Cordões de inclusão ganham espaço e ajudam a identificar deficiências ocultas no Brasil
Os chamados cordões de inclusão, também conhecidos como cordões de acessibilidade, têm se tornado cada vez mais presentes em espaços públicos e privados no Brasil. Utilizados como forma de identificação para pessoas com deficiências ocultas — aquelas que não são facilmente perceptíveis —, eles contribuem para garantir atendimento prioritário, mais empatia e compreensão no dia a dia.
Entre os modelos mais conhecidos estão o cordão de girassol e o de quebra-cabeça, ambos amplamente adotados no país. O cordão de girassol, com fundo verde e estampas da flor, é considerado o padrão oficial brasileiro para identificar pessoas com deficiências invisíveis, conforme estabelece a Lei 17.897. Ele abrange condições como autismo, TDAH, surdez, fibromialgia e doenças raras, sendo um símbolo mais geral e inclusivo.
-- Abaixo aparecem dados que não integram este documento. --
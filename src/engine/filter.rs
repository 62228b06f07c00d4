// src/engine/filter.rs
// =============================================================================
// Decides which canonical URLs are never sent to the checker.
//
// Rules are OR-ed: a URL is skipped when any rule matches it.
//
// - With no user patterns, the only rule skips every non-web scheme, so
//   mailto:, ftp:, tel: and custom schemes pass through unchecked.
// - User patterns replace that default rule.
// - skip_localhost adds a localhost/loopback rule on top of whichever set is
//   in use. A fresh rule list is built per policy; nothing shared is mutated.
// =============================================================================

use regex::Regex;

/// Matches `http(s)://localhost` and `http(s)://127.0.0.1`, with an optional
/// port, only as the authority of the URL.
pub const LOCALHOST_PATTERN: &str = r"(?i)^https?://(localhost|127\.0\.0\.1)(:\d+)?(?:[/?#]|$)";

/// A user-supplied skip pattern, either still a string or already compiled.
#[derive(Debug, Clone)]
pub enum SkipPattern {
    Source(String),
    Compiled(Regex),
}

impl SkipPattern {
    fn compile(&self) -> Result<Regex, regex::Error> {
        match self {
            SkipPattern::Source(source) => Regex::new(source),
            SkipPattern::Compiled(regex) => Ok(regex.clone()),
        }
    }
}

impl From<&str> for SkipPattern {
    fn from(source: &str) -> Self {
        SkipPattern::Source(source.to_string())
    }
}

impl From<String> for SkipPattern {
    fn from(source: String) -> Self {
        SkipPattern::Source(source)
    }
}

impl From<Regex> for SkipPattern {
    fn from(regex: Regex) -> Self {
        SkipPattern::Compiled(regex)
    }
}

#[derive(Debug, Clone)]
enum SkipRule {
    // Anything that is not http: or https:
    NonWebScheme,
    Pattern(Regex),
}

impl SkipRule {
    fn matches(&self, url: &str) -> bool {
        match self {
            SkipRule::NonWebScheme => !is_web_url(url),
            SkipRule::Pattern(regex) => regex.is_match(url),
        }
    }
}

fn is_web_url(url: &str) -> bool {
    let scheme = url.split(':').next().unwrap_or_default();
    scheme.eq_ignore_ascii_case("http") || scheme.eq_ignore_ascii_case("https")
}

/// The ordered set of rules a canonical URL is tested against.
#[derive(Debug, Clone)]
pub struct SkipPolicy {
    rules: Vec<SkipRule>,
}

impl SkipPolicy {
    /// Builds a policy from optional user patterns and the localhost flag.
    ///
    /// Fails on the first user pattern that is not a valid regex.
    pub fn new(
        patterns: Option<&[SkipPattern]>,
        skip_localhost: bool,
    ) -> Result<Self, regex::Error> {
        let mut rules = match patterns {
            Some(patterns) => patterns
                .iter()
                .map(|pattern| pattern.compile().map(SkipRule::Pattern))
                .collect::<Result<Vec<_>, _>>()?,
            None => vec![SkipRule::NonWebScheme],
        };

        if skip_localhost {
            rules.push(SkipRule::Pattern(Regex::new(LOCALHOST_PATTERN)?));
        }

        Ok(SkipPolicy { rules })
    }

    pub fn should_skip(&self, url: &str) -> bool {
        self.rules.iter().any(|rule| rule.matches(url))
    }
}

impl Default for SkipPolicy {
    fn default() -> Self {
        SkipPolicy {
            rules: vec![SkipRule::NonWebScheme],
        }
    }
}
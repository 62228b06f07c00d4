// src/document/markdown.rs
// =============================================================================
// This module extracts URL references from Markdown text.
//
// We use the `pulldown-cmark` crate which:
// - Parses Markdown into events (heading, paragraph, link, etc.)
// - Follows the CommonMark specification
// - Can report the byte range of every event (into_offset_iter)
//
// Three kinds of node carry a URL:
// - inline links and autolinks:   [text](url), <url>
// - images:                       ![alt](url)
// - reference definitions:        [id]: url
//
// A reference-style usage like [text][id] does not own its URL, the
// definition does, so only the definition is reported.
//
// Unlike a plain "find http links" pass, NOTHING is filtered here: relative
// links, mailto: links and custom schemes are all returned. Deciding what to
// check is the engine's job.
// =============================================================================

use pulldown_cmark::{Event, LinkType, Options, Parser, Tag};

use super::{Position, Reference, ReferenceKind};

/// Extracts every URL-bearing node from Markdown text, in document order.
///
/// Example input:
///   "Check out [Rust](https://www.rust-lang.org)!"
///
/// Example output:
///   one Link reference to "https://www.rust-lang.org" at line 1, column 11
pub fn parse_markdown(markdown: &str) -> Vec<Reference> {
    let lines = LineIndex::new(markdown);
    let mut references = Vec::new();

    let options = Options::ENABLE_TABLES
        | Options::ENABLE_FOOTNOTES
        | Options::ENABLE_STRIKETHROUGH
        | Options::ENABLE_TASKLISTS;
    let parser = Parser::new_ext(markdown, options);

    // Definitions are collected up front by the parser, they never show up as
    // events.
    for (_label, definition) in parser.reference_definitions().iter() {
        references.push(Reference::new(
            ReferenceKind::Definition,
            definition.dest.to_string(),
            lines.position(definition.span.start),
        ));
    }

    for (event, range) in parser.into_offset_iter() {
        let (kind, link_type, dest) = match event {
            Event::Start(Tag::Link(link_type, dest, _title)) => {
                (ReferenceKind::Link, link_type, dest)
            }
            Event::Start(Tag::Image(link_type, dest, _title)) => {
                (ReferenceKind::Image, link_type, dest)
            }
            _ => continue,
        };

        let url = match link_type {
            LinkType::Inline | LinkType::Autolink => dest.to_string(),
            // <someone@example.com> comes through without its scheme
            LinkType::Email => format!("mailto:{}", dest),
            // [text][id], [id][], [id]: the URL belongs to the definition
            _ => continue,
        };

        references.push(Reference::new(kind, url, lines.position(range.start)));
    }

    references.sort_by_key(|reference| reference.position.offset);
    references
}

// Maps byte offsets to 1-based line/column pairs.
struct LineIndex<'a> {
    text: &'a str,
    // Byte offset where each line starts
    starts: Vec<usize>,
}

impl<'a> LineIndex<'a> {
    fn new(text: &'a str) -> Self {
        let starts = std::iter::once(0)
            .chain(text.match_indices('\n').map(|(index, _)| index + 1))
            .collect();
        LineIndex { text, starts }
    }

    fn position(&self, offset: usize) -> Position {
        let line = match self.starts.binary_search(&offset) {
            Ok(line) => line,
            Err(next) => next - 1,
        };
        let start = self.starts[line];
        // Columns count characters, not bytes
        let column = self
            .text
            .get(start..offset)
            .map_or(offset - start, |prefix| prefix.chars().count());

        Position {
            line: line + 1,
            column: column + 1,
            offset,
        }
    }
}

#[cfg(test)]
mod tests {
    use super::*;

    fn urls(references: &[Reference]) -> Vec<&str> {
        references.iter().filter_map(|r| r.url.as_deref()).collect()
    }

    #[test]
    fn test_extract_simple_link() {
        let markdown = "Check out [Rust](https://www.rust-lang.org)!";
        let references = parse_markdown(markdown);
        assert_eq!(urls(&references), vec!["https://www.rust-lang.org"]);
        assert_eq!(references[0].kind, ReferenceKind::Link);
        assert_eq!(
            references[0].position,
            Position { line: 1, column: 11, offset: 10 }
        );
    }

    #[test]
    fn test_extract_multiple_links() {
        let markdown = r#"
# Resources

- [Rust](https://www.rust-lang.org)
- [Cargo](https://doc.rust-lang.org/cargo/)
- [Docs](https://doc.rust-lang.org/)
        "#;
        let references = parse_markdown(markdown);
        assert_eq!(references.len(), 3);
        assert_eq!(references[1].position.line, 5);
        assert_eq!(references[1].position.column, 3);
    }

    #[test]
    fn test_keeps_mailto_and_relative_links() {
        let markdown = "Email [me](mailto:test@example.com) or see [docs](./docs/README.md)";
        let references = parse_markdown(markdown);
        assert_eq!(
            urls(&references),
            vec!["mailto:test@example.com", "./docs/README.md"]
        );
    }

    #[test]
    fn test_images_and_autolinks() {
        let markdown = "![logo](logo.png) and <https://example.com> and <a@b.com>";
        let references = parse_markdown(markdown);
        assert_eq!(references[0].kind, ReferenceKind::Image);
        assert_eq!(
            urls(&references),
            vec!["logo.png", "https://example.com", "mailto:a@b.com"]
        );
    }

    #[test]
    fn test_definitions_own_reference_style_urls() {
        let markdown = "See [the site][site] and [site].\n\n[site]: https://example.com/site\n";
        let references = parse_markdown(markdown);
        assert_eq!(references.len(), 1);
        assert_eq!(references[0].kind, ReferenceKind::Definition);
        assert_eq!(references[0].url.as_deref(), Some("https://example.com/site"));
        assert_eq!(references[0].position.line, 3);
    }

    #[test]
    fn test_columns_count_characters() {
        let markdown = "héllo [x](https://example.com)";
        let references = parse_markdown(markdown);
        assert_eq!(references[0].position.column, 7);
        assert_eq!(references[0].position.offset, 7);
    }
}
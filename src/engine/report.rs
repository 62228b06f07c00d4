// src/engine/report.rs
// =============================================================================
// Turns per-URL outcomes back into per-reference findings.
//
// For every reference attached to a canonical URL:
// - one finding per diagnostic message (fatal ones for dead links, advisory
//   ones for e.g. a missing anchor)
// - one fatal finding for a dead outcome that came without any fatal message
// - one advisory finding when an alive URL ended up somewhere else
//
// Findings come back sorted by source position.
// =============================================================================

use serde::Serialize;

use crate::checker::{Outcome, Verdict};
use crate::document::Position;

use super::cache::CheckResults;
use super::index::DedupIndex;

#[derive(Debug, Clone, Copy, PartialEq, Eq, Serialize)]
#[serde(rename_all = "snake_case")]
pub enum Severity {
    /// Fails the run.
    Fatal,
    /// Reported, but does not fail the run.
    Advisory,
}

/// A message tied to a place in the document.
#[derive(Debug, Clone, PartialEq, Eq, Serialize)]
pub struct Finding {
    pub message: String,
    pub severity: Severity,
    /// `None` for document-level findings.
    #[serde(skip_serializing_if = "Option::is_none")]
    pub position: Option<Position>,
    #[serde(skip_serializing_if = "Option::is_none")]
    pub url: Option<String>,
    /// The checker's own explanation, when there is one.
    #[serde(skip_serializing_if = "Option::is_none")]
    pub cause: Option<String>,
    /// For redirects: the final URL the reference should use.
    #[serde(skip_serializing_if = "Option::is_none")]
    pub expected: Option<String>,
    /// For redirects: the URL as requested.
    #[serde(skip_serializing_if = "Option::is_none")]
    pub actual: Option<String>,
}

impl Finding {
    pub fn is_fatal(&self) -> bool {
        self.severity == Severity::Fatal
    }

    /// The document-level, advisory finding for a run that found no network.
    pub fn offline() -> Self {
        Finding {
            message: "Unexpected offline connection, expected either an online connection \
                      or `skip_offline` to be set"
                .to_string(),
            severity: Severity::Advisory,
            position: None,
            url: None,
            cause: None,
            expected: None,
            actual: None,
        }
    }

    fn dead(url: &str, position: Position, cause: Option<String>, severity: Severity) -> Self {
        Finding {
            message: format!("Unexpected dead URL `{}`, expected live URL", url),
            severity,
            position: Some(position),
            url: Some(url.to_string()),
            cause,
            expected: None,
            actual: None,
        }
    }

    fn redirect(url: &str, to: &str, position: Position) -> Self {
        Finding {
            message: format!(
                "Unexpected redirecting URL `{}`, expected final URL `{}`",
                url, to
            ),
            severity: Severity::Advisory,
            position: Some(position),
            url: Some(url.to_string()),
            cause: None,
            expected: Some(to.to_string()),
            actual: Some(url.to_string()),
        }
    }
}

/// Builds the findings for every indexed reference.
///
/// URLs whose check failed (or that have no result) produce nothing here; the
/// caller reports those failures separately.
pub fn report(index: &DedupIndex<'_>, results: &CheckResults) -> Vec<Finding> {
    let mut findings = Vec::new();

    for entry in index.entries() {
        let Some(Ok(outcome)) = results.get(&entry.url) else {
            continue;
        };

        for reference in &entry.references {
            findings.extend(findings_for(&entry.url, outcome, reference.position));
        }
    }

    // Stable, so findings at one position keep their order
    findings.sort_by_key(|finding| finding.position);
    findings
}

fn findings_for(url: &str, outcome: &Outcome, position: Position) -> Vec<Finding> {
    let mut findings: Vec<Finding> = outcome
        .messages
        .iter()
        .map(|message| {
            let severity = if message.fatal {
                Severity::Fatal
            } else {
                Severity::Advisory
            };
            Finding::dead(url, position, Some(message.reason.clone()), severity)
        })
        .collect();

    let has_fatal = outcome.messages.iter().any(|message| message.fatal);
    match outcome.verdict(url) {
        // Dead by status alone, nothing above says so yet
        Verdict::Dead if !has_fatal => {
            findings.push(Finding::dead(url, position, None, Severity::Fatal));
        }
        Verdict::Redirected(to) => findings.push(Finding::redirect(url, &to, position)),
        _ => {}
    }

    findings
}

#[cfg(test)]
mod tests {
    use super::*;
    use crate::checker::{LinkStatus, Message};
    use crate::document::parse_markdown;
    use crate::engine::filter::SkipPolicy;
    use crate::error::CheckError;

    fn results(pairs: Vec<(&str, Result<Outcome, CheckError>)>) -> CheckResults {
        pairs.into_iter().map(|(url, result)| (url.to_string(), result)).collect()
    }

    #[test]
    fn test_one_fatal_finding_per_dead_reference() {
        let references = parse_markdown(concat!(
            "[a](https://exists.com)\n",
            "[b](https://exists.com/does/not/)\n",
            "[c](https://does-not-exists.com)\n",
        ));
        let index = DedupIndex::build(&references, None, &SkipPolicy::default());
        let results = results(vec![
            ("https://exists.com/", Ok(Outcome::alive("https://exists.com/"))),
            (
                "https://exists.com/does/not/",
                Ok(Outcome::dead("https://exists.com/does/not/", "404")),
            ),
            (
                "https://does-not-exists.com/",
                Ok(Outcome::dead("https://does-not-exists.com/", "dns")),
            ),
        ]);

        let findings = report(&index, &results);
        assert_eq!(findings.len(), 2);
        assert!(findings.iter().all(Finding::is_fatal));
        assert_eq!(findings[0].url.as_deref(), Some("https://exists.com/does/not/"));
        assert_eq!(findings[0].position.unwrap().line, 2);
        assert_eq!(findings[1].position.unwrap().line, 3);
        assert_eq!(findings[1].cause.as_deref(), Some("dns"));
    }

    #[test]
    fn test_every_reference_gets_the_finding() {
        let references = parse_markdown("[a](https://gone.com) and [b](https://gone.com/)");
        let index = DedupIndex::build(&references, None, &SkipPolicy::default());
        let outcome = Outcome::dead("https://gone.com/", "404");
        let results = results(vec![("https://gone.com/", Ok(outcome))]);

        let findings = report(&index, &results);
        let columns: Vec<_> = findings.iter().map(|f| f.position.unwrap().column).collect();
        assert_eq!(columns, vec![1, 27]);
    }

    #[test]
    fn test_redirect_finding_shape() {
        let references = parse_markdown("[a](https://old.com)");
        let index = DedupIndex::build(&references, None, &SkipPolicy::default());
        let results = results(vec![("https://old.com/", Ok(Outcome::alive("https://new.com/")))]);

        let findings = report(&index, &results);
        assert_eq!(findings.len(), 1);
        let finding = &findings[0];
        assert_eq!(finding.severity, Severity::Advisory);
        assert_eq!(finding.expected.as_deref(), Some("https://new.com/"));
        assert_eq!(finding.actual.as_deref(), Some("https://old.com/"));
    }

    #[test]
    fn test_warnings_are_advisory() {
        let references = parse_markdown("[a](https://a.com/#nope)");
        let index = DedupIndex::build(&references, None, &SkipPolicy::default());
        let outcome = Outcome::alive("https://a.com/#nope").with_warning("missing anchor");
        let results = results(vec![("https://a.com/#nope", Ok(outcome))]);

        let findings = report(&index, &results);
        assert_eq!(findings.len(), 1);
        assert_eq!(findings[0].severity, Severity::Advisory);
        assert_eq!(findings[0].cause.as_deref(), Some("missing anchor"));
    }

    #[test]
    fn test_dead_without_messages_still_reports() {
        let references = parse_markdown("[a](https://a.com)");
        let index = DedupIndex::build(&references, None, &SkipPolicy::default());
        let outcome = Outcome {
            status: LinkStatus::Dead,
            url: "https://a.com/".to_string(),
            messages: vec![Message {
                reason: "slow".to_string(),
                fatal: false,
            }],
        };
        let results = results(vec![("https://a.com/", Ok(outcome))]);

        let findings = report(&index, &results);
        assert_eq!(findings.len(), 2);
        assert_eq!(findings.iter().filter(|f| f.is_fatal()).count(), 1);
    }

    #[test]
    fn test_failed_checks_produce_no_findings() {
        let references = parse_markdown("[a](https://a.com)");
        let index = DedupIndex::build(&references, None, &SkipPolicy::default());
        let error = CheckError::Request {
            url: "https://a.com/".to_string(),
            reason: "reset".to_string(),
        };
        let results = results(vec![("https://a.com/", Err(error))]);

        assert!(report(&index, &results).is_empty());
    }

    #[test]
    fn test_offline_finding_is_document_level_advisory() {
        let finding = Finding::offline();
        assert!(!finding.is_fatal());
        assert!(finding.position.is_none());
        assert!(finding.url.is_none());
        assert!(finding.message.contains("`skip_offline`"));
        assert!(!finding.message.contains("--"));
    }
}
Já o cordão com estampa de peças de quebra-cabeça é voltado especificamente para pessoas com Transtorno do Espectro Autista, representando a complexidade e a singularidade do autismo. Outro símbolo bastante utilizado é o cordão com o desenho do infinito colorido, associado à neurodiversidade e frequentemente adotado por pessoas autistas ou com TDAH como forma de valorização das diferenças neurológicas.
Além desses, há ainda outras cores com significados específicos. O cordão roxo, por exemplo, costuma ser usado por pessoas com condições como epilepsia, lúpus ou fibromialgia, indicando a possibilidade de sintomas súbitos. Já os cordões nas cores vermelho ou laranja estão relacionados a dificuldades de comunicação, transtornos como TDAH ou sensibilidade sensorial.
A principal função desses cordões é sinalizar a necessidade de um atendimento diferenciado em locais como aeroportos, supermercados, hospitais e repartições públicas. Com isso, profissionais podem oferecer suporte adequado, respeitar o tempo do indivíduo e facilitar a comunicação, reduzindo barreiras e promovendo mais inclusão na sociedade.
Especialistas destacam que a iniciativa vai além da identificação: trata-se de uma ferramenta de conscientização, que incentiva o respeito às diferenças e contribui para uma convivência mais empática e acessível para todos.